Browning-Ferris Industries of California, Inc. (“BFI”) has asked the U.S. Court of Appeals for the D.C. Circuit to review the National Labor Relations Board’s January 20, 2016 decision that it, a waste management company, and Leadpoint Business Services, Inc. (“Leadpoint”), a staffing agency that provided employees to BFI, were joint employers of those employees under the National Labor Relations Act.

BFI’s appeal marks the next step in BFI’s attempt to overturn the NLRB’s new joint employer standard, which provoked alarm among many employers when it was issued on August 27, 2015.

As we previously reported, under the NLRB’s former standard, joint employment would be found only where “two separate entities share or codetermine those matters governing the essential terms and conditions of employment.” This typically meant that an alleged joint employer had to exert direct and immediate control over matters such as hiring, firing, discipline, supervision, and direction. Under the Board’s new joint employer standard, however, the control asserted by a putative joint employer no longer must be direct and immediate; indirect control, or a reserved right to control, whether or not exercised, is sufficient to support a finding of joint employment.

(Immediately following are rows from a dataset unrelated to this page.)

#![forbid(unsafe_code)]

//! `csend-bridge`: runs the chatbot against a CSend process in machine mode.
//!
//! Loads configuration, spawns the child, starts the bot, and runs until the
//! child exits or the process receives ctrl-c / SIGTERM.

use std::path::PathBuf;
use std::sync::Arc;

use clap::{Parser, ValueEnum};
use tracing::{error, info};
use tracing_subscriber::{fmt, EnvFilter};

use csend_bridge::bot::responder::FallbackResponder;
use csend_bridge::bot::Chatbot;
use csend_bridge::config::GlobalConfig;
use csend_bridge::machine::MachineClient;
use csend_bridge::{AppError, Result};

#[derive(Debug, Copy, Clone, Eq, PartialEq, ValueEnum)]
enum LogFormat {
    Text,
    Json,
}

#[derive(Debug, Parser)]
#[command(name = "csend-bridge", about = "CSend machine-mode chatbot", version, long_about = None)]
struct Cli {
    /// Path to the TOML configuration file.
    #[arg(long)]
    config: Option<PathBuf>,

    /// CSend executable; overrides the config file and environment.
    #[arg(long)]
    executable: Option<PathBuf>,

    /// Username announced to peers; overrides the config file and environment.
    #[arg(long)]
    identity: Option<String>,

    /// Log output format (text or json).
    #[arg(long, value_enum, default_value_t = LogFormat::Text)]
    log_format: LogFormat,
}

fn main() -> Result<()> {
    let args = Cli::parse();
    init_tracing(args.log_format)?;
    info!("csend-bridge bootstrap");

    tokio::runtime::Builder::new_multi_thread()
        .enable_all()
        .build()
        .map_err(|err| AppError::Config(format!("failed to build tokio runtime: {err}")))?
        .block_on(run(args))
}

async fn run(args: Cli) -> Result<()> {
    // ── Load configuration ──────────────────────────────
    let config = GlobalConfig::resolve(args.config.as_deref(), args.executable, args.identity)?;
    info!(
        executable = %config.executable.display(),
        identity = %config.identity,
        "configuration loaded"
    );

    // ── Start the child ─────────────────────────────────
    let client = MachineClient::connect(&config).await.map_err(|err| {
        error!(%err, "failed to start CSend in machine mode");
        err
    })?;

    // ── Start the bot ───────────────────────────────────
    let responder = Arc::new(FallbackResponder::new(config.bot.fallback_reply.clone()));
    let bot = Chatbot::new(client.clone(), config.bot.clone(), responder);
    bot.start().await;

    // ── Run until the child exits or we are told to stop ─
    tokio::select! {
        () = bot.run_until_closed() => info!("CSend process exited"),
        () = shutdown_signal() => info!("shutdown signal received"),
    }

    let exit = client.disconnect().await;
    info!(?exit, stats = ?bot.stats(), "csend-bridge shut down");
    Ok(())
}

async fn shutdown_signal() {
    let ctrl_c = tokio::signal::ctrl_c();

    #[cfg(unix)]
    {
        match tokio::signal::unix::signal(tokio::signal::unix::SignalKind::terminate()) {
            Ok(mut sigterm) => {
                tokio::select! {
                    _ = ctrl_c => {}
                    _ = sigterm.recv() => {}
                }
            }
            Err(err) => {
                tracing::warn!(%err, "failed to register SIGTERM handler, using ctrl-c only");
                if let Err(err) = ctrl_c.await {
                    tracing::error!(%err, "ctrl-c signal handler failed");
                }
            }
        }
    }

    #[cfg(not(unix))]
    {
        if let Err(err) = ctrl_c.await {
            tracing::error!(%err, "ctrl-c signal handler failed");
        }
    }
}

fn init_tracing(log_format: LogFormat) -> Result<()> {
    let env_filter = EnvFilter::try_from_default_env().unwrap_or_else(|_| EnvFilter::new("info"));
    let subscriber = fmt()
        .with_env_filter(env_filter)
        .with_writer(std::io::stderr);

    match log_format {
        LogFormat::Text => subscriber
            .try_init()
            .map_err(|err| AppError::Config(format!("failed to init tracing: {err}")))?,
        LogFormat::Json => subscriber
            .json()
            .try_init()
            .map_err(|err| AppError::Config(format!("failed to init tracing: {err}")))?,
    }

    Ok(())
}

After the NLRB determined that BFI and Leadpoint were joint employers, an NLRB election was conducted to determine whether the employees would be represented by the Teamsters. The Teamsters prevailed and were certified as the exclusive bargaining representative of the employees. To test the Board’s determination, BFI refused to recognize and bargain with the union. The Teamsters filed an unfair labor practice charge, leading the Board to issue a unanimous decision on January 12, 2016 that, based on the certification, BFI violated the NLRA. It is this decision that BFI has appealed.

The appeal likely will not be decided until late this year or 2017. It appears the topic of joint employment will remain a critical labor issue in 2016.